While the transmission of speech by signal has a long history, the first devices that were wireless, mobile, and also capable of connecting to the standard telephone network are much more recent. The first such devices were barely portable compared to today's compact hand-held devices, and their use was clumsy.
Drastic changes have taken place in both the networking of wireless communication and the prevalence of its use, with smartphones becoming common globally and a growing proportion of Internet access now done via mobile broadband.
In 1908, Professor Albert Jahn and the Oakland Transcontinental Aerial Telephone and Power Company claimed to have developed a wireless telephone. They were then later accused of fraud in a case which was ultimately dismissed; nevertheless, no phones ended up being manufactured. In 1917, the Finnish inventor Eric Tigerstedt successfully filed a patent for a "pocket-size folding telephone with a very thin carbon microphone". Beginning in 1918, the German railroad system tested wireless telephony on military trains between Berlin and Zossen. In 1924, public trials started with telephone connection on trains between Berlin and Hamburg. In 1925, the company Zugtelephonie AG was founded to supply train-telephony equipment and, in 1926, telephone service in trains of the Deutsche Reichsbahn and the German mail service on the route between Hamburg and Berlin was approved and offered to first-class travelers.

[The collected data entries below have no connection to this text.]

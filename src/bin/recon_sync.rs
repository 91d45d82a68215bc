use clap::Parser;
use recon_sync::{Connection, ReconcileSyncer, SyncError, SyncerConfig};
use std::path::Path;
use tracing::{error, info};

#[derive(Parser, Debug)]
#[clap(version = env!("CARGO_PKG_VERSION"), author = env!("CARGO_PKG_AUTHORS"))]
struct Opts {
    /// configuration file path.
    #[clap(short, long, default_value = "config.toml")]
    conf: String,
    /// log file path, if not specified, all log information will be output to stdout.
    #[clap(long)]
    log_path: Option<String>,
    /// run only one pass and exit.
    #[clap(long)]
    once: bool,
}

fn main() -> Result<(), Box<dyn std::error::Error>> {
    let opts: Opts = Opts::parse();
    let collector = tracing_subscriber::fmt();
    let (non_blocking, _guard) = match opts.log_path {
        Some(ref path) => {
            let path = Path::new(path);
            let dir_name = path.parent().unwrap_or_else(|| Path::new("."));
            let file_name = path
                .file_name()
                .ok_or("log path should contains a file name")?;
            let file_appender = tracing_appender::rolling::daily(dir_name, file_name);
            tracing_appender::non_blocking(file_appender)
        }
        None => tracing_appender::non_blocking(std::io::stdout()),
    };
    collector.with_writer(non_blocking).init();

    let conf = SyncerConfig::from_file(&opts.conf)?;
    info!(
        conf = %opts.conf,
        interval = ?conf.get_interval(),
        "Use the following config to reconcile."
    );

    // mappings are validated before any database is touched.
    let syncer = ReconcileSyncer::from_config(&conf, || {
        let conn = Connection::new(&conf)?;
        conn.check_permissions()?;
        Ok((conn.column_store(), conn.search_index()))
    });
    let syncer = match syncer {
        Ok(syncer) => syncer,
        Err(e @ SyncError::PermissionError { .. }) => {
            error!(?e, "Check permission failed.");
            std::process::exit(1);
        }
        Err(e) => return Err(e.into()),
    };
    let interval = conf.get_interval();
    info!(mappings = syncer.mappings().len(), "Mappings validated.");

    if opts.once {
        let report = syncer.sync_configured()?;
        info!(?report, "Reconcile once complete.");
        return Ok(());
    }

    loop {
        match syncer.sync_configured() {
            Ok(report) => info!(?report, "Reconcile pass complete."),
            Err(e) => error!(?e, "Reconcile pass failed, retry in next interval."),
        }
        info!(?interval, "Wait for a while.....");
        std::thread::sleep(interval);
    }
}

Fiction anticipated the development of real-world mobile telephones. In 1906, the English caricaturist Lewis Baumer published a cartoon in Punch entitled "Forecasts for 1907" in which he showed a man and a woman in London's Hyde Park each separately engaged in gambling and dating on wireless-telegraphy equipment. Cartoonist W. K. Haselden published The Pocket Telephone: When Will It Ring? in 1919, depicting six awkward possibilities. In 1923, Ilya Ehrenburg casually listed "pocket telephones" among the achievements of contemporary technology in a story in his collection Thirteen Pipes (Russian: Тринадцать трубок). In 1926, the artist Karl Arnold drew a visionary cartoon about the use of mobile phones in the street, in the picture "wireless telephony", published in the German satirical magazine Simplicissimus. The popular American cartoon detective Dick Tracy acquired a two-way, atomic-battery-powered wrist radio in 1946, upgraded to a wrist TV in 1964.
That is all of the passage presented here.